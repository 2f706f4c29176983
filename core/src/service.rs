//! Resource services: CRUD verbs bound to a transport.
//!
//! # Design
//! The core never performs I/O. A [`Transport`] supplied by the host
//! executes each `HttpRequest`; [`ResourceService`] pairs it with a
//! [`ResourceClient`] so callers get plain `list`/`get`/`create`/`update`/
//! `delete` calls. No retries, no caching.

use log::debug;
use uuid::Uuid;

use crate::client::ResourceClient;
use crate::error::ApiError;
use crate::http::{HttpRequest, HttpResponse};
use crate::resource::{Products, Resource, Users};

/// Executes one HTTP round-trip on behalf of the core.
///
/// Implementations must return non-2xx responses as `Ok(HttpResponse)` so
/// the client can interpret the status; `Err` is reserved for requests that
/// never produced a response.
pub trait Transport {
    fn execute(&self, request: HttpRequest) -> Result<HttpResponse, ApiError>;
}

impl<T: Transport + ?Sized> Transport for &T {
    fn execute(&self, request: HttpRequest) -> Result<HttpResponse, ApiError> {
        (**self).execute(request)
    }
}

pub type ProductService<T> = ResourceService<Products, T>;
pub type UserService<T> = ResourceService<Users, T>;

/// CRUD operations for one resource over a transport.
#[derive(Debug, Clone)]
pub struct ResourceService<R, T> {
    client: ResourceClient<R>,
    transport: T,
}

impl<R: Resource, T: Transport> ResourceService<R, T> {
    pub fn new(client: ResourceClient<R>, transport: T) -> Self {
        Self { client, transport }
    }

    pub fn client(&self) -> &ResourceClient<R> {
        &self.client
    }

    pub fn transport(&self) -> &T {
        &self.transport
    }

    fn send(&self, request: HttpRequest) -> Result<HttpResponse, ApiError> {
        debug!("{} {}", request.method, request.path);
        let response = self.transport.execute(request)?;
        debug!("-> {}", response.status);
        Ok(response)
    }

    pub fn list(&self) -> Result<Vec<R::Record>, ApiError> {
        let response = self.send(self.client.build_list())?;
        self.client.parse_list(response)
    }

    pub fn get(&self, id: Uuid) -> Result<R::Record, ApiError> {
        let response = self.send(self.client.build_get(id))?;
        self.client.parse_get(response)
    }

    pub fn create(&self, input: &R::Create) -> Result<R::Record, ApiError> {
        let response = self.send(self.client.build_create(input)?)?;
        self.client.parse_create(response)
    }

    pub fn update(&self, id: Uuid, input: &R::Update) -> Result<R::Record, ApiError> {
        let response = self.send(self.client.build_update(id, input)?)?;
        self.client.parse_update(response)
    }

    pub fn delete(&self, id: Uuid) -> Result<(), ApiError> {
        let response = self.send(self.client.build_delete(id))?;
        self.client.parse_delete(response)
    }
}
use std::sync::Arc;

use axum::{
    extract::{Path, State},
    http::StatusCode,
    routing::get,
    Json, Router,
};
use chrono::{DateTime, Utc};
use serde::{Deserialize, Serialize};
use serde_json::{json, Value};
use tokio::{net::TcpListener, sync::RwLock};
use uuid::Uuid;

#[derive(Clone, Debug, Serialize, Deserialize)]
pub struct Product {
    pub id: Uuid,
    pub name: String,
    pub description: String,
    pub price: f64,
    pub category: String,
    pub tags: Vec<String>,
    pub in_stock: bool,
    pub created_at: DateTime<Utc>,
}

#[derive(Deserialize)]
pub struct CreateProduct {
    pub name: String,
    pub description: String,
    pub price: f64,
    pub category: String,
    #[serde(default)]
    pub tags: Vec<String>,
    #[serde(default = "in_stock_default")]
    pub in_stock: bool,
}

fn in_stock_default() -> bool {
    true
}

#[derive(Deserialize)]
pub struct UpdateProduct {
    pub name: Option<String>,
    pub description: Option<String>,
    pub price: Option<f64>,
    pub category: Option<String>,
    pub tags: Option<Vec<String>>,
    pub in_stock: Option<bool>,
}

#[derive(Clone, Debug, Serialize, Deserialize)]
pub struct User {
    pub id: Uuid,
    pub name: String,
    pub email: String,
    pub created_at: DateTime<Utc>,
}

#[derive(Deserialize)]
pub struct CreateUser {
    pub name: String,
    pub email: String,
    pub password: String,
}

#[derive(Deserialize)]
pub struct UpdateUser {
    pub name: Option<String>,
    pub email: Option<String>,
    pub password: Option<String>,
}

/// A user as stored; the password never leaves the server.
#[derive(Clone, Debug)]
struct StoredUser {
    user: User,
    password: String,
}

/// Records are kept in insertion order, which is the order `GET` lists them.
#[derive(Default)]
pub struct Store {
    products: Vec<Product>,
    users: Vec<StoredUser>,
}

impl Store {
    fn insert_product(&mut self, input: CreateProduct) -> Product {
        let product = Product {
            id: Uuid::new_v4(),
            name: input.name,
            description: input.description,
            price: input.price,
            category: input.category,
            tags: input.tags,
            in_stock: input.in_stock,
            created_at: Utc::now(),
        };
        self.products.push(product.clone());
        product
    }

    /// Whether `password` is the stored password for user `id`.
    pub fn password_matches(&self, id: Uuid, password: &str) -> bool {
        self.users
            .iter()
            .any(|stored| stored.user.id == id && stored.password == password)
    }
}

pub type Db = Arc<RwLock<Store>>;

type ApiError = (StatusCode, Json<Value>);

fn not_found(kind: &str) -> ApiError {
    (StatusCode::NOT_FOUND, Json(json!({ "detail": format!("{kind} not found") })))
}

pub fn sample_products() -> Vec<CreateProduct> {
    let sample = |name: &str, description: &str, price: f64, category: &str, tags: [&str; 3]| CreateProduct {
        name: name.to_string(),
        description: description.to_string(),
        price,
        category: category.to_string(),
        tags: tags.iter().map(|tag| tag.to_string()).collect(),
        in_stock: true,
    };
    vec![
        sample(
            "Wireless Headphones",
            "High-quality wireless headphones with noise cancellation",
            199.99,
            "Electronics",
            ["audio", "wireless", "premium"],
        ),
        sample(
            "Coffee Maker",
            "Programmable coffee maker with built-in grinder",
            89.99,
            "Appliances",
            ["kitchen", "coffee", "automatic"],
        ),
        sample(
            "Laptop Stand",
            "Adjustable aluminum laptop stand for ergonomic work",
            45.99,
            "Accessories",
            ["ergonomic", "aluminum", "adjustable"],
        ),
    ]
}

pub fn app() -> Router {
    router(Arc::new(RwLock::new(Store::default())))
}

pub fn app_with_sample_data() -> Router {
    let mut store = Store::default();
    for product in sample_products() {
        store.insert_product(product);
    }
    router(Arc::new(RwLock::new(store)))
}

pub fn router(db: Db) -> Router {
    Router::new()
        .route("/", get(root))
        .route("/health", get(health))
        .route("/products", get(list_products).post(create_product))
        .route(
            "/products/{id}",
            get(get_product).put(update_product).delete(delete_product),
        )
        .route("/users", get(list_users).post(create_user))
        .route("/users/{id}", get(get_user).put(update_user).delete(delete_user))
        .with_state(db)
}

pub async fn run(listener: TcpListener) -> Result<(), std::io::Error> {
    axum::serve(listener, app()).await
}

async fn root() -> Json<Value> {
    Json(json!({ "message": "Welcome to the Product CRUD API" }))
}

async fn health() -> Json<Value> {
    Json(json!({ "status": "healthy" }))
}

async fn list_products(State(db): State<Db>) -> Json<Vec<Product>> {
    Json(db.read().await.products.clone())
}

async fn create_product(State(db): State<Db>, Json(input): Json<CreateProduct>) -> Json<Product> {
    let product = db.write().await.insert_product(input);
    log::info!("created product {}", product.id);
    Json(product)
}

async fn get_product(State(db): State<Db>, Path(id): Path<Uuid>) -> Result<Json<Product>, ApiError> {
    let store = db.read().await;
    store
        .products
        .iter()
        .find(|product| product.id == id)
        .cloned()
        .map(Json)
        .ok_or_else(|| not_found("Product"))
}

async fn update_product(
    State(db): State<Db>,
    Path(id): Path<Uuid>,
    Json(input): Json<UpdateProduct>,
) -> Result<Json<Product>, ApiError> {
    let mut store = db.write().await;
    let product = store
        .products
        .iter_mut()
        .find(|product| product.id == id)
        .ok_or_else(|| not_found("Product"))?;
    if let Some(name) = input.name {
        product.name = name;
    }
    if let Some(description) = input.description {
        product.description = description;
    }
    if let Some(price) = input.price {
        product.price = price;
    }
    if let Some(category) = input.category {
        product.category = category;
    }
    if let Some(tags) = input.tags {
        product.tags = tags;
    }
    if let Some(in_stock) = input.in_stock {
        product.in_stock = in_stock;
    }
    Ok(Json(product.clone()))
}

async fn delete_product(State(db): State<Db>, Path(id): Path<Uuid>) -> Result<Json<Value>, ApiError> {
    let mut store = db.write().await;
    let index = store
        .products
        .iter()
        .position(|product| product.id == id)
        .ok_or_else(|| not_found("Product"))?;
    store.products.remove(index);
    Ok(Json(json!({ "message": "Product deleted successfully" })))
}

async fn list_users(State(db): State<Db>) -> Json<Vec<User>> {
    let store = db.read().await;
    Json(store.users.iter().map(|stored| stored.user.clone()).collect())
}

async fn create_user(State(db): State<Db>, Json(input): Json<CreateUser>) -> Json<User> {
    let user = User {
        id: Uuid::new_v4(),
        name: input.name,
        email: input.email,
        created_at: Utc::now(),
    };
    db.write().await.users.push(StoredUser {
        user: user.clone(),
        password: input.password,
    });
    log::info!("created user {}", user.id);
    Json(user)
}

async fn get_user(State(db): State<Db>, Path(id): Path<Uuid>) -> Result<Json<User>, ApiError> {
    let store = db.read().await;
    store
        .users
        .iter()
        .find(|stored| stored.user.id == id)
        .map(|stored| Json(stored.user.clone()))
        .ok_or_else(|| not_found("User"))
}

async fn update_user(
    State(db): State<Db>,
    Path(id): Path<Uuid>,
    Json(input): Json<UpdateUser>,
) -> Result<Json<User>, ApiError> {
    let mut store = db.write().await;
    let stored = store
        .users
        .iter_mut()
        .find(|stored| stored.user.id == id)
        .ok_or_else(|| not_found("User"))?;
    if let Some(name) = input.name {
        stored.user.name = name;
    }
    if let Some(email) = input.email {
        stored.user.email = email;
    }
    if let Some(password) = input.password {
        stored.password = password;
    }
    Ok(Json(stored.user.clone()))
}

async fn delete_user(State(db): State<Db>, Path(id): Path<Uuid>) -> Result<Json<Value>, ApiError> {
    let mut store = db.write().await;
    let index = store
        .users
        .iter()
        .position(|stored| stored.user.id == id)
        .ok_or_else(|| not_found("User"))?;
    store.users.remove(index);
    Ok(Json(json!({ "message": "User deleted successfully" })))
}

——

→ ASSIGNED TASK: Since only a number is wanted, please say how many lines in the data include the word "ResourceService".

→ REPLY TO THE EXERCISE: 5